The Real Great Commission

The Real Great Commission

One of the most well-known passages in the Bible is Matthew 28:18-20, referred to by many as the Great Commission because it outlines Jesus’ final marching orders for his followers:

Then Jesus came to them and said, “All authority in heaven and on earth has been given to me. Therefore go and make disciples of all nations, baptizing them in the name of the Father and of the Son and of the Holy Spirit, and teaching them to obey everything I have commanded you. And surely I am with you always, to the very end of the age.”

Over the years I’ve heard more sermons, read more books, listened to more tapes, and had more discussions around that passage than any other in the Bible. That passage was one of the initial reasons I decided to become a pastor. Churches, mission organizations, colleges, and other ministries around the world point to that passage as the basis for their existence: to help every person on the planet become a follower of Jesus. It’s undeniable that Matthew 28:18-20 has become the international rallying cry for Christians everywhere.

There’s a glitch though: we’ve distorted the original meaning of the passage. Any student of literature knows that in order to properly understand a passage, you must read it within the context it was originally written. Anyone can lift a passage from just about any text and interpret it to mean whatever they want it to mean. Unfortunately, this is what many Christians have done with Matthew 28:18-20.

Notice how this same passage sounds when I add the two verses that immediately precede the Great Commission. Matthew 28:16-20 (with italics added) reads:

Then the eleven disciples went to Galilee, to the mountain where Jesus had told them to go. When they saw him, they worshiped him; but some doubted. Then Jesus came to them and said, “All authority in heaven and on earth has been given to me. Therefore go and make disciples of all nations, baptizing them in the name of the Father and of the Son and of the Holy Spirit, and teaching them to obey everything I have commanded you. And surely I am with you always, to the very end of the age.”
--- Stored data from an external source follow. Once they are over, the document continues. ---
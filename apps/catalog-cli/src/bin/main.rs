use std::process::ExitCode;
use std::time::Duration;

use anyhow::Context;
use clap::{Parser, Subcommand};
use indicatif::{ProgressBar, ProgressStyle};
use tokio::io::BufReader;
use tracing::info;

use catalog_cli::{backend_from_config, init_tracing, run_query, run_session, ShellCommand};
use catalog_core::config::CatalogConfig;
use catalog_core::{Catalog, IndexManager, ProductSearch, SharedBackend};

#[derive(Parser)]
#[command(name = "catalog", about = "Product catalog indexing and search")]
struct Cli {
    /// Index to operate on; defaults to `index.name` from config.
    #[arg(long, global = true, env = "CATALOG_INDEX")]
    index: Option<String>,
    #[command(subcommand)]
    command: Command,
}

#[derive(Subcommand)]
enum Command {
    /// Rebuild the index from the configured dataset and keep it.
    Index,
    /// Fuzzy full-text search over name and description.
    Search { text: String },
    /// Product names starting with a prefix.
    Suggest {
        #[arg(default_value = "")]
        prefix: String,
    },
    /// Exact manufacturer and category match.
    Filter {
        #[arg(long)]
        manufacturer: String,
        #[arg(long)]
        category: String,
    },
    /// Products priced strictly between two bounds.
    Price {
        #[arg(long)]
        above: f64,
        #[arg(long)]
        below: f64,
    },
    /// Exact manufacturer match.
    Manufacturer { name: String },
    /// Non-fuzzy name match.
    Name { name: String },
    /// Names containing a substring, ignoring case.
    Contains { text: String },
    /// Drop and recreate an empty index.
    Reset,
    /// Delete the index.
    Drop,
    /// Index the dataset, answer queries from stdin, then tear down.
    Shell,
}

impl Command {
    fn as_query(&self) -> Option<ShellCommand> {
        Some(match self {
            Self::Search { text } => ShellCommand::Search(text.clone()),
            Self::Suggest { prefix } => ShellCommand::Suggest(prefix.clone()),
            Self::Filter { manufacturer, category } => {
                ShellCommand::Filter { manufacturer: manufacturer.clone(), category: category.clone() }
            }
            Self::Price { above, below } => ShellCommand::Price { above: *above, below: *below },
            Self::Manufacturer { name } => ShellCommand::Manufacturer(name.clone()),
            Self::Name { name } => ShellCommand::Name(name.clone()),
            Self::Contains { text } => ShellCommand::Contains(text.clone()),
            _ => return None,
        })
    }
}

async fn initialize(backend: SharedBackend, config: &CatalogConfig) -> anyhow::Result<Catalog> {
    let spinner = ProgressBar::new_spinner();
    spinner.set_style(ProgressStyle::with_template("{spinner} {msg}")?);
    spinner.set_message(format!("indexing {}", config.dataset_path().display()));
    spinner.enable_steady_tick(Duration::from_millis(100));
    let catalog = Catalog::initialize(backend, config).await;
    spinner.finish_and_clear();
    let catalog = catalog.context("startup indexing failed")?;
    let report = catalog.report();
    eprintln!(
        "Indexed {} of {} products into '{}' ({} failed, {} rows skipped)",
        report.indexed,
        report.loaded,
        catalog.index().index_name(),
        report.failed,
        report.skipped_rows
    );
    Ok(catalog)
}

async fn shell(backend: SharedBackend, config: &CatalogConfig) -> anyhow::Result<()> {
    let catalog = initialize(backend, config).await?;
    eprintln!("{}", ShellCommand::USAGE);
    run_session(catalog, BufReader::new(tokio::io::stdin())).await.context("shell session")
}

#[tokio::main]
async fn main() -> anyhow::Result<ExitCode> {
    init_tracing();
    let cli = Cli::parse();
    let mut config = CatalogConfig::load().context("loading configuration")?;
    if let Some(index) = cli.index {
        config.index.name = index;
    }
    let backend = backend_from_config(&config)?;
    info!(engine = ?config.engine.kind, index = %config.index.name, "catalog starting");

    if let Some(query) = cli.command.as_query() {
        let search = ProductSearch::new(backend, config.index.name.clone(), config.search.suggestion_limit);
        return Ok(run_query(&query, &search).await);
    }

    let manager = IndexManager::new(backend.clone(), config.index.name.clone(), config.index.bulk_batch_size);
    match cli.command {
        Command::Index => {
            initialize(backend, &config).await?;
        }
        Command::Reset => {
            manager.reset().await?;
            eprintln!("Index '{}' reset", manager.index_name());
        }
        Command::Drop => {
            manager.delete().await?;
            eprintln!("Index '{}' deleted", manager.index_name());
        }
        Command::Shell => shell(backend, &config).await?,
        _ => {}
    }
    Ok(ExitCode::SUCCESS)
}
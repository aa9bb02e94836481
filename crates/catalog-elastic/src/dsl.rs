//! Query DSL rendering.

use std::ops::Bound;

use serde_json::{json, Map, Value};

use catalog_core::query::{Field, Fuzziness, QueryClause, SearchRequest};
use catalog_core::{Error, Product, Result};

/// Index body for `PUT /{index}`. `name.keyword` backs prefix suggestions.
pub fn mappings() -> Value {
    json!({
        "mappings": {
            "properties": {
                "id": { "type": "keyword" },
                "name": {
                    "type": "text",
                    "fields": { "keyword": { "type": "keyword", "ignore_above": 256 } }
                },
                "description": { "type": "text" },
                "manufacturer": { "type": "keyword" },
                "category": { "type": "keyword" },
                "price": { "type": "double" }
            }
        }
    })
}

fn keyword_field(field: Field) -> String {
    match field {
        Field::Name | Field::Description => format!("{}.keyword", field.as_str()),
        other => other.as_str().to_string(),
    }
}

fn fuzziness(value: Fuzziness) -> Value {
    match value {
        Fuzziness::Auto => json!("AUTO"),
        Fuzziness::Fixed(n) => json!(n),
    }
}

/// Escapes the wildcard metacharacters so `text` matches literally.
fn escape_wildcard(text: &str) -> String {
    let mut escaped = String::with_capacity(text.len());
    for c in text.chars() {
        if matches!(c, '*' | '?' | '\\') {
            escaped.push('\\');
        }
        escaped.push(c);
    }
    escaped
}

pub fn query(clause: &QueryClause) -> Value {
    match clause {
        QueryClause::MatchNone => json!({ "match_none": {} }),
        QueryClause::MultiMatch { text, fields, fuzziness: fuzz } => {
            let fields: Vec<&str> = fields.iter().map(|f| f.as_str()).collect();
            json!({ "multi_match": { "query": text, "fields": fields, "fuzziness": fuzziness(*fuzz) } })
        }
        QueryClause::Prefix { field, prefix } => {
            json!({ "prefix": { keyword_field(*field): { "value": prefix, "case_insensitive": true } } })
        }
        QueryClause::Contains { field, text } => {
            let pattern = format!("*{}*", escape_wildcard(text));
            json!({ "wildcard": { keyword_field(*field): { "value": pattern, "case_insensitive": true } } })
        }
        QueryClause::Terms(pairs) => {
            let filters: Vec<Value> = pairs
                .iter()
                .map(|(field, value)| json!({ "term": { field.as_str(): value } }))
                .collect();
            json!({ "bool": { "filter": filters } })
        }
        QueryClause::Range { field, lower, upper } => {
            let mut bounds = Map::new();
            match lower {
                Bound::Included(v) => { bounds.insert("gte".into(), json!(v)); }
                Bound::Excluded(v) => { bounds.insert("gt".into(), json!(v)); }
                Bound::Unbounded => {}
            }
            match upper {
                Bound::Included(v) => { bounds.insert("lte".into(), json!(v)); }
                Bound::Excluded(v) => { bounds.insert("lt".into(), json!(v)); }
                Bound::Unbounded => {}
            }
            json!({ "range": { field.as_str(): bounds } })
        }
    }
}

/// `POST /{index}/_search` body. Unbounded requests are capped at `max_results`.
pub fn search_body(request: &SearchRequest, max_results: usize) -> Value {
    json!({ "query": query(&request.clause), "size": request.size.unwrap_or(max_results) })
}

/// NDJSON body for `POST /_bulk`: one `index` action line and one source line
/// per product, newline terminated.
pub fn bulk_body(index: &str, products: &[&Product]) -> Result<String> {
    let mut body = String::new();
    for product in products {
        let action = match product.id() {
            Some(id) => json!({ "index": { "_index": index, "_id": id } }),
            None => json!({ "index": { "_index": index } }),
        };
        body.push_str(&action.to_string());
        body.push('\n');
        body.push_str(&serde_json::to_string(product).map_err(|e| Error::operation("encode product", e))?);
        body.push('\n');
    }
    Ok(body)
}

#[cfg(test)]
mod tests {
    use super::*;
    use catalog_core::query::QueryBuilder;

    #[test]
    fn full_text_renders_auto_fuzziness() {
        let body = search_body(&QueryBuilder::full_text("blue shirt"), 10_000);
        assert_eq!(body["size"], 10_000);
        assert_eq!(body["query"]["multi_match"]["query"], "blue shirt");
        assert_eq!(body["query"]["multi_match"]["fields"], json!(["name", "description"]));
        assert_eq!(body["query"]["multi_match"]["fuzziness"], "AUTO");
    }

    #[test]
    fn by_name_is_exact() {
        let body = query(&QueryBuilder::by_name("shirt").clause);
        assert_eq!(body["multi_match"]["fuzziness"], 0);
        assert_eq!(body["multi_match"]["fields"], json!(["name"]));
    }

    #[test]
    fn suggestions_use_keyword_prefix() {
        let body = search_body(&QueryBuilder::suggestions("Horn", 5), 10_000);
        assert_eq!(body["size"], 5);
        assert_eq!(body["query"], json!({ "prefix": { "name.keyword": { "value": "Horn", "case_insensitive": true } } }));
    }

    #[test]
    fn name_containing_uses_escaped_wildcard() {
        let body = query(&QueryBuilder::name_containing("by E").clause);
        assert_eq!(body, json!({ "wildcard": { "name.keyword": { "value": "*by E*", "case_insensitive": true } } }));

        let literal = query(&QueryBuilder::name_containing("50*?").clause);
        assert_eq!(literal["wildcard"]["name.keyword"]["value"], "*50\\*\\?*");
    }

    #[test]
    fn infinite_price_bounds_are_left_open() {
        let below = query(&QueryBuilder::price_range(f64::NEG_INFINITY, 100.0).clause);
        assert_eq!(below, json!({ "range": { "price": { "lt": 100.0 } } }));
        let above = query(&QueryBuilder::price_range(10.0, f64::INFINITY).clause);
        assert_eq!(above, json!({ "range": { "price": { "gt": 10.0 } } }));
    }

    #[test]
    fn filters_and_ranges() {
        let terms = query(&QueryBuilder::manufacturer_and_category("Acme", "Toys").clause);
        assert_eq!(terms["bool"]["filter"], json!([{ "term": { "manufacturer": "Acme" } }, { "term": { "category": "Toys" } }]));

        let range = query(&QueryBuilder::price_range(10.0, 100.0).clause);
        assert_eq!(range, json!({ "range": { "price": { "gt": 10.0, "lt": 100.0 } } }));

        let inclusive = query(&QueryClause::Range { field: Field::Price, lower: Bound::Included(1.0), upper: Bound::Unbounded });
        assert_eq!(inclusive, json!({ "range": { "price": { "gte": 1.0 } } }));
    }

    #[test]
    fn bulk_body_omits_missing_ids() {
        let with_id = Product::builder("Blue Shirt").id("p1").build().unwrap();
        let without = Product::builder("Hornby Express").build().unwrap();
        let body = bulk_body("productindex", &[&with_id, &without]).unwrap();
        let lines: Vec<Value> = body.lines().map(|l| serde_json::from_str(l).unwrap()).collect();
        assert_eq!(lines.len(), 4);
        assert_eq!(lines[0], json!({ "index": { "_index": "productindex", "_id": "p1" } }));
        assert_eq!(lines[1]["name"], "Blue Shirt");
        assert_eq!(lines[2], json!({ "index": { "_index": "productindex" } }));
        assert!(lines[3].get("id").is_none());
        assert!(body.ends_with('\n'));
    }
}
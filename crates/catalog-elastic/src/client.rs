use std::time::Duration;

use async_trait::async_trait;
use reqwest::{Client, Response, StatusCode, Url};
use serde::de::DeserializeOwned;
use tracing::{debug, info, warn};

use catalog_core::config::CatalogConfig;
use catalog_core::query::SearchRequest;
use catalog_core::{Error, Hit, IndexOutcome, Product, ProductId, Result, SearchBackend};

use crate::dsl;
use crate::response::{BulkItemResult, BulkResponse, ErrorResponse, IndexResponse, SearchResponse};

const ALREADY_EXISTS: &str = "resource_already_exists_exception";

/// Elasticsearch engine. Writes ask for `refresh=wait_for` so they are
/// searchable when the call returns.
#[derive(Clone)]
pub struct ElasticBackend {
    client: Client,
    base_url: Url,
    max_results: usize,
}

fn http_err(context: &'static str) -> impl Fn(reqwest::Error) -> Error {
    move |e| Error::operation(context, e)
}

/// Turns a non-success response into an error carrying the server's reason.
async fn failure(context: &str, response: Response) -> Error {
    let status = response.status();
    let body = response.text().await.unwrap_or_default();
    let reason = serde_json::from_str::<ErrorResponse>(&body).map_or(body, |r| r.error.describe());
    Error::Operation(format!("{context}: HTTP {status}: {reason}"))
}

async fn decode<T: DeserializeOwned>(context: &str, response: Response) -> Result<T> {
    let body = response.bytes().await.map_err(|e| Error::operation(context, e))?;
    serde_json::from_slice(&body).map_err(|e| Error::operation(context, e))
}

impl ElasticBackend {
    pub fn new(base_url: &str, timeout: Duration, max_results: usize) -> Result<Self> {
        let base_url = Url::parse(base_url)
            .map_err(|e| Error::InvalidConfig(format!("engine.url '{base_url}': {e}")))?;
        if base_url.cannot_be_a_base() {
            return Err(Error::InvalidConfig(format!("engine.url '{base_url}' is not a base URL")));
        }
        let client = Client::builder()
            .timeout(timeout)
            .build()
            .map_err(|e| Error::InvalidConfig(format!("failed to create HTTP client: {e}")))?;
        Ok(Self { client, base_url, max_results })
    }

    pub fn from_config(config: &CatalogConfig) -> Result<Self> {
        Self::new(&config.engine.url, Duration::from_secs(config.engine.timeout_secs), config.search.max_results)
    }

    /// Base URL plus percent-encoded path segments.
    fn endpoint(&self, segments: &[&str], refresh: bool) -> Url {
        let mut url = self.base_url.clone();
        if let Ok(mut path) = url.path_segments_mut() {
            path.pop_if_empty().extend(segments);
        }
        if refresh {
            url.query_pairs_mut().append_pair("refresh", "wait_for");
        }
        url
    }

    fn outcome(product: &Product, item: BulkItemResult) -> IndexOutcome {
        let id = item.id.or_else(|| product.id().map(str::to_string));
        match (item.status, item.error) {
            (200..=299, None) => match id {
                Some(id) => IndexOutcome::Indexed { id },
                None => IndexOutcome::Failed { id: None, reason: "engine returned no id".to_string() },
            },
            (status, error) => IndexOutcome::Failed {
                id,
                reason: error.map_or_else(|| format!("HTTP {status}"), |e| e.describe()),
            },
        }
    }
}

#[async_trait]
impl SearchBackend for ElasticBackend {
    async fn create_index(&self, index: &str) -> Result<()> {
        let response = self
            .client
            .put(self.endpoint(&[index], false))
            .json(&dsl::mappings())
            .send()
            .await
            .map_err(http_err("create index"))?;
        if response.status().is_success() {
            info!(index, "index created");
            return Ok(());
        }
        if response.status() == StatusCode::BAD_REQUEST {
            let body = response.text().await.unwrap_or_default();
            return match serde_json::from_str::<ErrorResponse>(&body) {
                Ok(r) if r.error.kind == ALREADY_EXISTS => Err(Error::Operation(format!("index '{index}' already exists"))),
                Ok(r) => Err(Error::Operation(format!("create index: {}", r.error.describe()))),
                Err(_) => Err(Error::Operation(format!("create index: HTTP 400: {body}"))),
            };
        }
        Err(failure("create index", response).await)
    }

    async fn delete_index(&self, index: &str) -> Result<()> {
        let response = self
            .client
            .delete(self.endpoint(&[index], false))
            .send()
            .await
            .map_err(http_err("delete index"))?;
        let status = response.status();
        if status.is_success() || status == StatusCode::NOT_FOUND {
            debug!(index, existed = status.is_success(), "index deleted");
            return Ok(());
        }
        Err(failure("delete index", response).await)
    }

    async fn bulk_index(&self, index: &str, products: &[Product]) -> Result<Vec<IndexOutcome>> {
        let mut outcomes: Vec<Option<IndexOutcome>> = Vec::with_capacity(products.len());
        let mut sendable: Vec<&Product> = Vec::new();
        for product in products {
            if product.is_indexable() {
                outcomes.push(None);
                sendable.push(product);
            } else {
                outcomes.push(Some(IndexOutcome::Failed {
                    id: product.id().map(str::to_string),
                    reason: "product name is empty".to_string(),
                }));
            }
        }

        if !sendable.is_empty() {
            let response = self
                .client
                .post(self.endpoint(&["_bulk"], true))
                .header(reqwest::header::CONTENT_TYPE, "application/x-ndjson")
                .body(dsl::bulk_body(index, &sendable)?)
                .send()
                .await
                .map_err(http_err("bulk index"))?;
            if !response.status().is_success() {
                return Err(failure("bulk index", response).await);
            }
            let bulk: BulkResponse = decode("bulk response", response).await?;
            if bulk.items.len() != sendable.len() {
                return Err(Error::Operation(format!(
                    "bulk response has {} items for {} documents",
                    bulk.items.len(),
                    sendable.len()
                )));
            }
            if bulk.errors {
                warn!(index, "bulk request completed with item errors");
            }
            let mut items = sendable.iter().zip(bulk.items).map(|(p, item)| Self::outcome(p, item.index));
            for slot in outcomes.iter_mut().filter(|slot| slot.is_none()) {
                *slot = items.next();
            }
        }

        debug!(index, documents = products.len(), "bulk index finished");
        Ok(outcomes
            .into_iter()
            .map(|o| o.unwrap_or(IndexOutcome::Failed { id: None, reason: "missing bulk item".to_string() }))
            .collect())
    }

    async fn index_one(&self, index: &str, product: &Product) -> Result<ProductId> {
        if !product.is_indexable() {
            return Err(Error::InvalidDocument("product name is empty".to_string()));
        }
        let request = match product.id() {
            Some(id) => self.client.put(self.endpoint(&[index, "_doc", id], true)),
            None => self.client.post(self.endpoint(&[index, "_doc"], true)),
        };
        let response = request.json(product).send().await.map_err(http_err("index document"))?;
        if !response.status().is_success() {
            return Err(failure("index document", response).await);
        }
        let indexed: IndexResponse = decode("index response", response).await?;
        Ok(indexed.id)
    }

    async fn search(&self, index: &str, request: &SearchRequest) -> Result<Vec<Hit>> {
        let response = self
            .client
            .post(self.endpoint(&[index, "_search"], false))
            .json(&dsl::search_body(request, self.max_results))
            .send()
            .await
            .map_err(http_err("search"))?;
        if response.status() == StatusCode::NOT_FOUND {
            return Err(Error::NotFound(format!("index '{index}'")));
        }
        if !response.status().is_success() {
            return Err(failure("search", response).await);
        }
        let found: SearchResponse = decode("search response", response).await?;
        Ok(found
            .hits
            .hits
            .into_iter()
            .map(|hit| Hit { id: hit.id, score: hit.score.unwrap_or(0.0), product: hit.source })
            .collect())
    }
}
Do you see the difference two verses can make? Notice how even two words—“some doubted”—changed the entire tone of the passage. Who doubted? The context tells us that “the eleven disciples went to Galilee,” so “some” refers to a few of the original disciples Jesus gathered and trained. We’re not told specifically which ones. All that we’re told is that some doubted.

For years I skimmed over those preceding verses (vv. 16, 17). Then one day last year I was studying this passage again while preparing for a sermon, and I was struck by the words “some doubted as if reading them for the first time.

There is great irony in the way those two verses precede Jesus’ Great Commission. Jesus’ disciples had just spent three years watching him perform awe-inspiring miracles, not to mention his last and greatest miracle of all—rising from the dead. After that experience, the last people on earth one would ever suspect of doubting are these eleven disciples. Aside from this, it’s ironic that Matthew chose to include “some doubted” at all. Couldn’t he have left those words out? I’m sure he was tempted to gloss over this seemingly minor incident, but he didn’t. Why? I believe he deliberately penned these words because he wanted to communicate a very important truth to all future Christians: struggling with doubt is a natural part of being a follower of Jesus.

Surely Jesus knew what his disciples were thinking. Here stood the very people who were going to take over his worldwide mission, and still doubt lingered in some of their minds. But what did Jesus do? Did he get angry and say, “Guys, I’m furious. This doubt you’re experiencing is a show stopper. I’m not sending you anywhere until you wrestle those questions to the ground and reassure me that you’re one hundred percent convinced of who I am and my plan for your lives”? No. Instead, he sent them out with their doubts.